Women who have delivered preterm have elevated total cholesterol, elevated systolic blood pressure and coronary intimal vessel thickness. Additionally, women who deliver prematurely are more likely to have inflammatory markers such as TNF-alpha and IL-6, both of which are markers for cardiovascular disease [3-5].

Both preeclampsia and coronary artery disease share common biologic markers, including excessive circulation maternal hypertriglyceridemia, free fatty acids, reduced high density lipoprotein, and increased concentration of small LDL and oxidized LDL. Common histopathological features such as foam cells or lipid laden macrophages exist in the spiral arteries of preeclampsia placentas and the vessels of individuals that had fatal coronary artery disease [6].

Gestational diabetes mellitus (GDM) has a higher incidence in minorities, including blacks and Hispanics, versus whites. Over half of women that are diagnosed with gestational diabetes will develop Type 2 diabetes (a cardiovascular risk equivalent) within 10 years of their GDM diagnosis.

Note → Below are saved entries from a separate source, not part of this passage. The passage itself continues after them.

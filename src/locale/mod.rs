//! Active-locale detection and locale-change notifications.
//!
//! - `detector`: reads the locale the host is currently displaying
//! - `bridge`: turns host notifications into calls on a registered callback
//!
//! Notifications carry no payload. Whoever handles one re-reads the locale
//! through a [`LocaleDetector`] at that moment.

mod bridge;
mod detector;

pub use bridge::{LocaleChanged, LocaleEventBridge, LocaleNotifier, SubscriptionId};
pub use detector::{primary_language, FixedLocaleDetector, LocaleDetector, SystemLocaleDetector};
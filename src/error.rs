//! Failure kinds surfaced by a translate call.

use thiserror::Error;

/// Why a translation could not be produced.
///
/// Support-list failures never show up here: they resolve to "not supported"
/// and are observed through `TranslationService::is_available`.
#[derive(Debug, Clone, PartialEq, Eq, Error)]
pub enum TranslateError {
    /// The provider rejected the credentials (HTTP 401).
    #[error("Translation provider rejected the API key, check configuration")]
    ConfigurationInvalid,

    /// HTTP 429 or 403. Retry later.
    #[error("Translation service over limit, try again later")]
    QuotaExceeded,

    /// Provider error status, malformed response, or transport failure.
    #[error("Translation service is currently not available: {0}")]
    ProviderUnavailable(String),

    /// The active locale is not in the provider's catalog. No request was made.
    #[error("Language '{0}' is not supported by the translation service")]
    LocaleNotSupported(String),
}

impl TranslateError {
    /// Whether the same call may succeed later without any change on our side.
    pub fn is_retryable(&self) -> bool {
        matches!(self, Self::QuotaExceeded)
    }
}
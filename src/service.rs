//! Translation into the host's active locale.
//!
//! [`TranslationService`] checks once at startup whether the provider supports
//! the active locale, re-checks on every locale-change notification, and gates
//! `translate` calls on the cached answer.

use crate::config::ProviderConfig;
use crate::error::TranslateError;
use crate::locale::{LocaleDetector, LocaleEventBridge, LocaleNotifier};
use crate::metrics::{MetricsReport, TranslationMetrics};
use crate::provider;
use crate::support::SupportCache;
use anyhow::Result;
use chrono::{DateTime, Utc};
use serde::Serialize;
use std::sync::{Arc, PoisonError, RwLock};
use tokio::sync::Mutex;
use tracing::{debug, info};

/// The active locale paired with the support answer computed for it.
#[derive(Debug, Clone, PartialEq, Eq, Serialize)]
pub struct ServiceState {
    pub current_locale: String,
    pub is_supported: bool,
    /// When the support check that produced `is_supported` completed
    pub checked_at: DateTime<Utc>,
}

impl ServiceState {
    fn new(current_locale: String, is_supported: bool) -> Self {
        Self {
            current_locale,
            is_supported,
            checked_at: Utc::now(),
        }
    }
}

/// Translates text into the host's active locale, gated on a cached support check.
///
/// Cheap to share behind an `Arc`; reads never wait on a refresh in progress.
pub struct TranslationService {
    client: reqwest::Client,
    config: Arc<ProviderConfig>,
    support: SupportCache,
    detector: Arc<dyn LocaleDetector>,
    /// Replaced whole, never edited in place
    state: RwLock<Arc<ServiceState>>,
    /// Serializes support checks that write `state`
    refresh_lock: Mutex<()>,
    bridge: LocaleEventBridge,
    metrics: Arc<TranslationMetrics>,
}

impl TranslationService {
    /// Validate `config`, build an HTTP client with its timeout and start the service.
    pub async fn start(
        config: ProviderConfig,
        detector: Arc<dyn LocaleDetector>,
        notifier: LocaleNotifier,
    ) -> Result<Arc<Self>> {
        config.validate()?;
        let client = config.build_http_client()?;
        Ok(Self::with_client(client, config, detector, notifier).await)
    }

    /// Start the service on an existing HTTP client.
    ///
    /// Awaits the initial support check, then registers for locale changes.
    pub async fn with_client(
        client: reqwest::Client,
        config: ProviderConfig,
        detector: Arc<dyn LocaleDetector>,
        notifier: LocaleNotifier,
    ) -> Arc<Self> {
        let config = Arc::new(config);
        let metrics = Arc::new(TranslationMetrics::new());
        let support = SupportCache::new(client.clone(), Arc::clone(&config), Arc::clone(&metrics));

        let locale = detector.current_locale();
        let is_supported = support.refresh(&locale).await;
        info!(
            "Translation service started for '{}' (available: {})",
            locale, is_supported
        );

        let service = Arc::new(Self {
            client,
            config,
            support,
            detector,
            state: RwLock::new(Arc::new(ServiceState::new(locale, is_supported))),
            refresh_lock: Mutex::new(()),
            bridge: LocaleEventBridge::new(notifier),
            metrics,
        });

        let weak = Arc::downgrade(&service);
        service.bridge.subscribe(move || {
            let weak = weak.clone();
            async move {
                if let Some(service) = weak.upgrade() {
                    service.refresh().await;
                }
            }
        });

        service
    }

    /// Translate `text` into the active locale.
    ///
    /// Fails with `LocaleNotSupported` without touching the network when the
    /// last support check was negative.
    pub async fn translate(&self, text: &str) -> Result<String, TranslateError> {
        let state = self.state();

        if !state.is_supported {
            self.metrics.record_gated_call();
            debug!(
                "Skipping translation: '{}' is not supported",
                state.current_locale
            );
            return Err(TranslateError::LocaleNotSupported(
                state.current_locale.clone(),
            ));
        }

        self.metrics.record_api_call();
        let result =
            provider::translate_text(&self.client, &self.config, text, &state.current_locale)
                .await;
        if result.is_err() {
            self.metrics.record_api_failure();
        }
        result
    }

    /// Cached support answer for the active locale. Never touches the network.
    pub fn is_available(&self) -> bool {
        self.state().is_supported
    }

    /// Locale that `translate` currently targets.
    pub fn current_locale(&self) -> String {
        self.state().current_locale.clone()
    }

    /// Consistent snapshot of the locale and its support answer.
    pub fn state(&self) -> Arc<ServiceState> {
        Arc::clone(&self.state.read().unwrap_or_else(PoisonError::into_inner))
    }

    /// Re-read the active locale and re-run the support check.
    ///
    /// This is what a locale-change notification triggers. Concurrent calls
    /// run one after another; the last one to finish is what readers see.
    pub async fn refresh(&self) -> Arc<ServiceState> {
        let _guard = self.refresh_lock.lock().await;

        let locale = self.detector.current_locale();
        info!("Locale changed, new language: {}", locale);

        let is_supported = self.support.refresh(&locale).await;
        let next = Arc::new(ServiceState::new(locale, is_supported));

        *self.state.write().unwrap_or_else(PoisonError::into_inner) = Arc::clone(&next);
        next
    }

    /// Snapshot of this service's counters.
    pub fn metrics(&self) -> MetricsReport {
        self.metrics.report()
    }

    /// Whether locale-change notifications still reach this service.
    pub fn is_listening(&self) -> bool {
        self.bridge.is_subscribed()
    }

    /// Stop reacting to locale changes. Also happens on drop.
    pub fn shutdown(&self) {
        self.bridge.unsubscribe();
        info!("{}", self.metrics.report().format_log());
    }
}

Black women are also more likely to have a small for gestational age (SGA) infant, which correlates with an increased risk of both the child and the mother experiencing cardiovascular disease and an increased risk of premature death in the mother.

It’s time to act

Black mothers have an increased risk of dying in the peripartum period and are also at risk of dying in the long term should they develop cardiovascular disease. The United States’ disproportionately high black maternal mortality ratio reflects a lack of appreciation for the significance of the pregnancy co-morbidities of black women in this country. Implementing strategies to improve cardiovascular health before and after pregnancy will likely result in a significant reduction in mortality among black women.

Focusing on black maternal cardiac health may reduce perinatal complications

Cardio-obstetrics is a promising approach that is emerging in many tertiary institutions. This care model uses interdisciplinary teams (Cardiology, Maternal Fetal Medicine, Anaesthesia, Nursing) to care for pregnant patients with heart disease. It focuses on how the pregnancy-associated hemodynamic changes potentially exacerbate cardiac disease. At our institutions, the primary focus of our interdisciplinary team is to reduce cardiac death around the time of labour and delivery and the immediate post-partum period. At Vanderbilt, between October 2016 and August 2019, using a Redcap database, we have used a Cardio-obstetrics model to care for 37 women with significant cardiac disease of which 6/37 self-identified as black. The most common groups of cardiac lesions are valve disease (aortic stenosis, mitral stenosis and pulmonary stenosis) and corrected congenital heart disease (Fontan procedure, arterial switch procedures, and septal closure) accounting for 15/37 or 40% and 12/37 or 32% respectively. Other groups of cardiac lesions include coronary artery disease (5/37 or 13%), pulmonary hypertension/heart failure (3/37 or 8%) and arrhythmias (2/37 or 5%). Black women’s heart lesions (2/group) were distributed evenly amongst heart failure, repaired congenital heart defects, and valve disease. There was 1 maternal death and no black maternal deaths. Historically, high risk cardiac lesions such as aortic stenosis and mitral stenosis carried a maternal death rate of 10% and upwards of 25-50% for pulmonary hypertension. However, this model in our institution has been associated with a maternal mortality of <3%.

While cardio-obstetrics has shown promise for reducing maternal mortality in pregnant patients with known cardiac disease, it does not consider long-term follow-up care for patients who are at greatest risk of cardiovascular complications (i.e., APO) after their pregnancies is completed. We postulate that similar reductions will be observed with black females identified as being high risk for the development of cardiovascular disease if we use that critical period for prevention and intervention.